When we’re young this system known as mTORC1 helps to build and repair muscle. But later in life, it can get stuck in high gear and begin to damage muscle cells instead.
“The mTORC1 pathway is essential for muscle growth yet becomes chronically overactive in aging — a paradox that has made it challenging to pinpoint what drives this dysregulation,” said the study’s senior author Hong-Wen Tang, PhD, an assistant professor in the Cancer and Stem Cell Program at Duke-NUS and Singapore General Hospital.
Until now, scientists didn’t know what caused this shift. The new research in the Proceedings of the National Academy of Sciences points to DEAF1 as a key driver.
“Identifying DEAF1 fills an important gap in understanding how age-related stress signals become hard-wired into a persistent anabolic state that ultimately harms muscle cells,” Tang said.
Where exercise fits in
The study suggests DEAF1 essentially hits the gas on a system already running too fast. By pushing mTORC1 into overdrive, DEAF1 causes muscles to make too many proteins, fail to clear damaged ones, and gradually weaken.
One of the most surprising findings: exercise reverses this process by lowering DEAF1 levels. That means in addition to building muscle, physical activity helps reset the core cellular pathways that keep muscles healthy.
“It was a striking discovery,” said Tang. “It shows that exercise doesn’t just fix damage. It targets the switch that causes muscle aging in the first place.”
Potential target for new treatment
Scientists didn’t just look at whether exercise keeps muscles strong — they wanted to know how it does it.
They put aging mice through endurance workouts including an exhausting treadmill run. For comparison, another group of older mice stayed sedentary.
After the workouts, the exercising mice showed big drops in mTORC1, the overactive pathway linked to muscle loss and function known as sarcopenia.

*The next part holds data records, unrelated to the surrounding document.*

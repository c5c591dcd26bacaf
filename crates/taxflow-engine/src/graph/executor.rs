use std::sync::Arc;
use std::time::Instant;

use tracing::{debug, info, warn};

use taxflow_core::error::{Result, TaxflowError};
use taxflow_core::state::WorkflowState;
use taxflow_core::types::{RunId, StepId, Target};

use super::compile::WorkflowGraph;
use super::registry::StepOutput;

/// Result of executing a graph to `DONE`.
#[derive(Debug, Clone)]
pub struct ExecutionResult {
    pub run_id: RunId,
    /// The final state handed back to the caller.
    pub state: WorkflowState,
    /// Number of step invocations (equals `state.trail.len()`).
    pub invocations: usize,
    /// Number of directive-driven jumps taken.
    pub redirects: usize,
    /// Total execution time in milliseconds.
    pub total_elapsed_ms: u64,
}

enum Cursor {
    Entry,
    At(StepId),
    Done,
}

/// Drives one run through a [`WorkflowGraph`].
///
/// Starting from `ENTRY`, it invokes the current step, follows a directive if
/// the step issued one, and otherwise resolves the step's outgoing edge. The
/// run ends at `DONE`, or fails once more than `max_steps` invocations would
/// be needed.
#[derive(Debug, Clone)]
pub struct GraphExecutor {
    graph: Arc<WorkflowGraph>,
    max_steps: usize,
}

impl GraphExecutor {
    /// Create an executor with the default cap of ten invocations per
    /// registered step.
    pub fn new(graph: Arc<WorkflowGraph>) -> Self {
        let max_steps = 10 * graph.step_count().max(1);
        Self { graph, max_steps }
    }

    pub fn with_max_steps(mut self, max_steps: usize) -> Self {
        self.max_steps = max_steps.max(1);
        self
    }

    pub fn max_steps(&self) -> usize {
        self.max_steps
    }

    pub fn graph(&self) -> &Arc<WorkflowGraph> {
        &self.graph
    }

    /// Execute the graph on `state` until `DONE`.
    pub fn run(&self, state: WorkflowState) -> Result<ExecutionResult> {
        let start = Instant::now();
        let run_id = RunId::new();
        let mut state = state;
        let mut cursor = Cursor::Entry;
        let mut invocations = 0usize;
        let mut redirects = 0usize;

        info!(run_id = %run_id, entry = %self.graph.entry(), max_steps = self.max_steps, "Starting workflow run");

        loop {
            let current = match cursor {
                Cursor::Entry => {
                    cursor = Cursor::At(self.graph.entry().clone());
                    continue;
                }
                Cursor::Done => break,
                Cursor::At(id) => id,
            };

            if invocations >= self.max_steps {
                warn!(
                    run_id = %run_id,
                    step = %current,
                    max_steps = self.max_steps,
                    "Step budget exhausted, aborting run"
                );
                return Err(TaxflowError::CycleExceeded {
                    max_steps: self.max_steps,
                    trail: state.trail_strings(),
                });
            }

            let step = self.graph.step(current.as_str()).ok_or_else(|| TaxflowError::Routing {
                step: current.to_string(),
                reason: "no step registered under this id".to_string(),
                trail: state.trail_strings(),
            })?;

            let trail_before = state.trail.len();
            let output = step.run(state);
            invocations += 1;

            match output {
                StepOutput::Redirect(directive) => {
                    check_contract(&current, trail_before, &directive.state_override)?;
                    if !self.graph.contains(directive.resume_at.as_str()) {
                        return Err(TaxflowError::Routing {
                            step: current.to_string(),
                            reason: format!(
                                "directive resumes at unregistered step '{}'",
                                directive.resume_at
                            ),
                            trail: directive.state_override.trail_strings(),
                        });
                    }
                    redirects += 1;
                    info!(
                        run_id = %run_id,
                        from = %current,
                        resume_at = %directive.resume_at,
                        "Step issued a resume directive"
                    );
                    state = directive.state_override;
                    cursor = Cursor::At(directive.resume_at);
                }
                StepOutput::Next(next_state) => {
                    check_contract(&current, trail_before, &next_state)?;
                    state = next_state;

                    let edge = self.graph.edge(current.as_str()).ok_or_else(|| {
                        TaxflowError::Routing {
                            step: current.to_string(),
                            reason: "step has no outgoing edge and issued no directive"
                                .to_string(),
                            trail: state.trail_strings(),
                        }
                    })?;
                    let target = edge.resolve(&current, &mut state)?;

                    debug!(
                        run_id = %run_id,
                        step = %current,
                        passed = state.last_passed,
                        next = %target,
                        "Step complete"
                    );

                    cursor = match target {
                        Target::Step(id) => Cursor::At(id),
                        Target::Done => Cursor::Done,
                    };
                }
            }
        }

        let total_elapsed_ms = start.elapsed().as_millis() as u64;
        info!(
            run_id = %run_id,
            invocations,
            redirects,
            total_elapsed_ms,
            "Workflow run reached DONE"
        );

        Ok(ExecutionResult {
            run_id,
            state,
            invocations,
            redirects,
            total_elapsed_ms,
        })
    }
}

/// A step must append exactly its own id to the trail.
fn check_contract(step: &StepId, trail_before: usize, state: &WorkflowState) -> Result<()> {
    if state.trail.len() == trail_before + 1 && state.trail.last() == Some(step) {
        return Ok(());
    }
    Err(TaxflowError::StepContract {
        step: step.to_string(),
        message: format!(
            "expected trail to grow from {} to {} ending in '{}', got {} entries ending in {:?}",
            trail_before,
            trail_before + 1,
            step,
            state.trail.len(),
            state.trail.last().map(|s| s.as_str())
        ),
    })
}

#[cfg(test)]
mod tests {
    use super::*;
    use crate::graph::edge::EdgeTable;
    use crate::graph::registry::StepRegistry;
    use crate::graph::router::PassFailRouter;

    fn pass(id: &'static str) -> impl Fn(WorkflowState) -> WorkflowState + Send + Sync {
        move |state| state.with_outcome(id, true)
    }

    fn linear_graph() -> Arc<WorkflowGraph> {
        let mut registry = StepRegistry::new();
        registry.register("a", pass("a")).unwrap();
        registry.register("b", pass("b")).unwrap();
        let mut edges = EdgeTable::new();
        edges.set_entry("a").add_edge("a", "b").add_edge("b", Target::Done);
        WorkflowGraph::build(registry, edges).unwrap().shared()
    }

    #[test]
    fn test_linear_run_reaches_done() {
        let result = GraphExecutor::new(linear_graph())
            .run(WorkflowState::default())
            .unwrap();
        assert_eq!(result.state.trail_strings(), vec!["a", "b"]);
        assert_eq!(result.invocations, 2);
        assert_eq!(result.redirects, 0);
    }

    #[test]
    fn test_default_max_steps_scales_with_graph() {
        assert_eq!(GraphExecutor::new(linear_graph()).max_steps(), 20);
        assert_eq!(
            GraphExecutor::new(linear_graph()).with_max_steps(5).max_steps(),
            5
        );
    }

    #[test]
    fn test_gate_failure_routes_to_fail_branch() {
        let mut registry = StepRegistry::new();
        registry
            .register("gate", |state: WorkflowState| state.with_outcome("gate", false))
            .unwrap();
        registry.register("handler", pass("handler")).unwrap();
        let mut edges = EdgeTable::new();
        edges
            .set_entry("gate")
            .add_conditional("gate", PassFailRouter, [("pass", Target::Done), ("fail", Target::from("handler"))])
            .add_edge("handler", Target::Done);
        let graph = WorkflowGraph::build(registry, edges).unwrap().shared();

        let result = GraphExecutor::new(graph).run(WorkflowState::default()).unwrap();
        assert_eq!(result.state.trail_strings(), vec!["gate", "handler"]);
        assert_eq!(result.state.last_failed_step, Some(StepId::from("gate")));
    }

    #[test]
    fn test_dead_end_step_is_routing_error() {
        let mut registry = StepRegistry::new();
        registry.register("a", pass("a")).unwrap();
        let mut edges = EdgeTable::new();
        edges.set_entry("a");
        let graph = WorkflowGraph::build(registry, edges).unwrap().shared();

        let err = GraphExecutor::new(graph).run(WorkflowState::default()).unwrap_err();
        assert!(matches!(err, TaxflowError::Routing { ref step, .. } if step == "a"));
    }

    #[test]
    fn test_step_that_skips_trail_breaks_contract() {
        let mut registry = StepRegistry::new();
        registry.register("silent", |state: WorkflowState| state).unwrap();
        let mut edges = EdgeTable::new();
        edges.set_entry("silent").add_edge("silent", Target::Done);
        let graph = WorkflowGraph::build(registry, edges).unwrap().shared();

        let err = GraphExecutor::new(graph).run(WorkflowState::default()).unwrap_err();
        assert!(matches!(err, TaxflowError::StepContract { .. }));
    }

    #[test]
    fn test_directive_to_unknown_step_is_routing_error() {
        let mut registry = StepRegistry::new();
        registry
            .register("jump", |state: WorkflowState| {
                StepOutput::resume("nowhere", state.with_outcome("jump", true))
            })
            .unwrap();
        let mut edges = EdgeTable::new();
        edges.set_entry("jump");
        let graph = WorkflowGraph::build(registry, edges).unwrap().shared();

        let err = GraphExecutor::new(graph).run(WorkflowState::default()).unwrap_err();
        match err {
            TaxflowError::Routing { reason, trail, .. } => {
                assert!(reason.contains("'nowhere'"));
                assert_eq!(trail, vec!["jump".to_string()]);
            }
            other => panic!("unexpected error: {other}"),
        }
    }

    #[test]
    fn test_directive_skips_edges() {
        let mut registry = StepRegistry::new();
        registry
            .register("start", |state: WorkflowState| {
                let first = state.visits("start") == 0;
                let state = state.with_outcome("start", true);
                if first {
                    StepOutput::resume("start", state)
                } else {
                    StepOutput::Next(state)
                }
            })
            .unwrap();
        registry.register("never", pass("never")).unwrap();
        let mut edges = EdgeTable::new();
        edges.set_entry("start").add_edge("start", Target::Done).add_edge("never", Target::Done);
        let graph = WorkflowGraph::build(registry, edges).unwrap().shared();

        let result = GraphExecutor::new(graph).run(WorkflowState::default()).unwrap();
        assert_eq!(result.state.trail_strings(), vec!["start", "start"]);
        assert_eq!(result.redirects, 1);
    }
}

Researchers found that exercise lowers DEAF1 through a well-known set of longevity genes called FOXO. When activated during exercise, FOXO suppresses DEAF1 – lifting the foot off the gas pedal — and helps MTORC1 return to normal.
Tang worked with co-lead authors Sze Mun Choy, Kah Yong Goh, and Wen Xing Lee on the study.
Their work highlights a new biological pathway — the FOXO-DEAF1-mTORC1 axis — that helps explain why muscles weaken with age and why exercise remains such a powerful antidote against age-related decline.
“This gives us a clearer way to study how mTORC1 goes off track,” said Tang.
It also points to a promising new therapy. If scientists can design drugs that dampen DEAF1 or boost FOXO, they may be able to mimic some of the benefits of exercise.
Funding: The research was supported by Singapore Ministry of Education; Diana Koh Innovative Cancer Research Award; National Academy of Medicine and National Medical Research Council.